TASK INSTRUCTIONS: Pick out all lines with the word "declared" from the records that follow.

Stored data
------------------------------------------------------------
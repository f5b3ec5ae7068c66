//! Output-column resolution.
//!
//! A statement's target list is turned into column candidates by a
//! per-dialect [`OutputColumnSource`]; [`resolve_output_columns`] then strips
//! qualifiers and checks every candidate against the scope.

use regex::Regex;
use std::sync::OnceLock;

use crate::error::ValidationError;
use crate::schema::NormalizedSchema;
use crate::scope::{ColumnReference, Scope};
use crate::survey::{IdentifierSet, OutputColumn};

/// Produces the columns a target list selects or assigns.
pub trait OutputColumnSource {
    fn candidates(&self) -> Vec<ColumnReference>;
}

#[derive(Debug, Clone, Default, PartialEq, Eq)]
pub struct ResolvedColumns {
    /// Accepted column names, qualifiers stripped.
    pub columns: Vec<String>,
    pub errors: Vec<ValidationError>,
}

/// Resolve and check every candidate of `source` against `scope`.
///
/// Without any relation in the scope chain (`SELECT id`), the whole schema is
/// consulted instead.
pub fn resolve_output_columns(
    source: &dyn OutputColumnSource,
    scope: &Scope<'_>,
    schema: &NormalizedSchema,
) -> ResolvedColumns {
    let mut out = ResolvedColumns::default();

    for candidate in source.candidates() {
        if candidate.is_star() {
            continue;
        }
        let name = scope.strip_qualifier(&candidate);

        if scope.chain_is_empty() {
            if schema.any_table_has_column(&name) {
                out.columns.push(name);
            } else {
                out.errors.push(ValidationError::column_not_found_in_schema(name));
            }
            continue;
        }

        if scope.resolves(&candidate, schema) {
            out.columns.push(name);
        } else {
            out.errors.push(ValidationError::column_not_found_in_tables(
                name,
                scope.table_names(),
            ));
        }
    }

    out
}

/// Text strategy for the token-stream dialects.
///
/// Each entry's declared name wins; otherwise its expression text is
/// unwrapped through function calls and filtered against the statement's
/// identifier set. Operator and keyword forms (`id + x`, `CAST(x AS INT)`)
/// leave no candidate that way and fall back to the columns the parser saw.
pub struct TextTargets<'a> {
    entries: &'a [OutputColumn],
    identifiers: &'a IdentifierSet,
}

impl<'a> TextTargets<'a> {
    pub fn new(entries: &'a [OutputColumn], identifiers: &'a IdentifierSet) -> Self {
        Self {
            entries,
            identifiers,
        }
    }
}

impl OutputColumnSource for TextTargets<'_> {
    fn candidates(&self) -> Vec<ColumnReference> {
        let mut out = Vec::new();
        for entry in self.entries {
            if let Some(name) = entry.name.as_deref() {
                out.extend(reference_from_segments(&segments(name)));
                continue;
            }
            let found = out.len();
            for text in unwrap_calls(&entry.expr) {
                let parts = segments(text);
                if parts.iter().all(|p| self.identifiers.contains(p)) {
                    out.extend(reference_from_segments(&parts));
                }
            }
            if out.len() == found {
                out.extend(entry.columns.iter().cloned());
            }
        }
        out
    }
}

fn call_re() -> &'static Regex {
    static CALL_RE: OnceLock<Regex> = OnceLock::new();
    CALL_RE.get_or_init(|| Regex::new(r"^\s*\w+\s*\(").expect("invalid built-in call regex"))
}

/// Whether `text` looks like a function call (`name(`).
pub fn looks_like_call(text: &str) -> bool {
    call_re().is_match(text.trim())
}

/// Leaf argument texts of `text`, descending through nested calls.
///
/// Text that is not a call is returned as the only leaf.
pub fn unwrap_calls(text: &str) -> Vec<&str> {
    let mut leaves = Vec::new();
    let mut pending = vec![text.trim()];

    while let Some(current) = pending.pop() {
        let Some(args) = call_arguments(current) else {
            leaves.push(current);
            continue;
        };
        pending.extend(args.into_iter().rev());
    }

    leaves
}

/// Top-level arguments of a call, or `None` when `text` is not one.
fn call_arguments(text: &str) -> Option<Vec<&str>> {
    let m = call_re().find(text)?;
    let open = m.end() - 1;
    let close = matching_paren(text, open)?;
    Some(
        split_top_level(&text[open + 1..close])
            .into_iter()
            .map(strip_set_quantifier)
            .filter(|a| !a.is_empty())
            .collect(),
    )
}

/// `COUNT(DISTINCT x)` has argument `x`.
fn strip_set_quantifier(arg: &str) -> &str {
    for quantifier in ["DISTINCT ", "ALL "] {
        let matches = arg
            .get(..quantifier.len())
            .is_some_and(|head| head.eq_ignore_ascii_case(quantifier));
        if matches {
            return arg[quantifier.len()..].trim_start();
        }
    }
    arg
}

fn matching_paren(text: &str, open: usize) -> Option<usize> {
    let mut depth = 0usize;
    let mut quote: Option<char> = None;
    for (i, ch) in text[open..].char_indices() {
        match (quote, ch) {
            (Some(q), c) if c == q => quote = None,
            (Some(_), _) => {}
            (None, '\'' | '"' | '`') => quote = Some(ch),
            (None, '(') => depth += 1,
            (None, ')') => {
                depth -= 1;
                if depth == 0 {
                    return Some(open + i);
                }
            }
            _ => {}
        }
    }
    None
}

/// Split on commas outside parentheses, brackets and quotes.
pub fn split_top_level(text: &str) -> Vec<&str> {
    let mut parts = Vec::new();
    let mut depth = 0i32;
    let mut quote: Option<char> = None;
    let mut start = 0;

    for (i, ch) in text.char_indices() {
        match (quote, ch) {
            (Some(q), c) if c == q => quote = None,
            (Some(_), _) => {}
            (None, '\'' | '"' | '`') => quote = Some(ch),
            (None, '(' | '[') => depth += 1,
            (None, ')' | ']') => depth -= 1,
            (None, ',') if depth == 0 => {
                parts.push(text[start..i].trim());
                start = i + 1;
            }
            _ => {}
        }
    }
    parts.push(text[start..].trim());
    parts.retain(|p| !p.is_empty());
    parts
}

/// Dot-separated segments with identifier quoting removed.
fn segments(text: &str) -> Vec<&str> {
    text.split('.').map(|s| unquote(s.trim())).collect()
}

pub(crate) fn unquote(s: &str) -> &str {
    let stripped = s
        .strip_prefix('"')
        .and_then(|r| r.strip_suffix('"'))
        .or_else(|| s.strip_prefix('`').and_then(|r| r.strip_suffix('`')))
        .or_else(|| s.strip_prefix('[').and_then(|r| r.strip_suffix(']')));
    stripped.unwrap_or(s)
}

fn reference_from_segments(parts: &[&str]) -> Option<ColumnReference> {
    match parts {
        [] => None,
        [name] if name.is_empty() => None,
        [name] => Some(ColumnReference::new(*name)),
        [.., qualifier, name] => Some(ColumnReference::qualified(*qualifier, *name)),
    }
}

#[cfg(feature = "postgres")]
pub use ast::AstTargets;

#[cfg(feature = "postgres")]
mod ast {
    use pg_query::NodeEnum;
    use pg_query::protobuf::{InferClause, Node};

    use super::OutputColumnSource;
    use crate::expr::collect_refs;
    use crate::scope::ColumnReference;

    /// AST strategy for the Postgres family.
    #[derive(Debug, Default)]
    pub struct AstTargets<'a> {
        candidates: Vec<ColumnReference>,
        subqueries: Vec<&'a Node>,
    }

    impl<'a> AstTargets<'a> {
        /// SELECT target list: every column the value expressions read.
        pub fn projection(targets: &'a [Node]) -> Self {
            let mut out = Self::default();
            for target in targets {
                let Some(NodeEnum::ResTarget(rt)) = target.node.as_ref() else {
                    continue;
                };
                let Some(val) = rt.val.as_deref() else {
                    continue;
                };
                let refs = collect_refs(val);
                out.candidates.extend(refs.columns);
                out.subqueries.extend(refs.subqueries);
            }
            out
        }

        /// INSERT column list or UPDATE SET targets: the declared names.
        pub fn assignment(targets: &[Node]) -> Self {
            let candidates = targets
                .iter()
                .filter_map(|t| match t.node.as_ref() {
                    Some(NodeEnum::ResTarget(rt)) if !rt.name.is_empty() => {
                        Some(ColumnReference::new(rt.name.as_str()))
                    }
                    _ => None,
                })
                .collect();
            Self {
                candidates,
                subqueries: Vec::new(),
            }
        }

        /// `ON CONFLICT (a, b)` inference columns; expressions are skipped.
        pub fn inference(infer: &InferClause) -> Self {
            let candidates = infer
                .index_elems
                .iter()
                .filter_map(|n| match n.node.as_ref() {
                    Some(NodeEnum::IndexElem(e)) if !e.name.is_empty() && e.expr.is_none() => {
                        Some(ColumnReference::new(e.name.as_str()))
                    }
                    _ => None,
                })
                .collect();
            Self {
                candidates,
                subqueries: Vec::new(),
            }
        }

        pub fn subqueries(&self) -> &[&'a Node] {
            &self.subqueries
        }
    }

    impl OutputColumnSource for AstTargets<'_> {
        fn candidates(&self) -> Vec<ColumnReference> {
            self.candidates.clone()
        }
    }
}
------------------------------------------------------------
YOUR RESPONSE:
/// Each entry's declared name wins; otherwise its expression text is
        /// INSERT column list or UPDATE SET targets: the declared names.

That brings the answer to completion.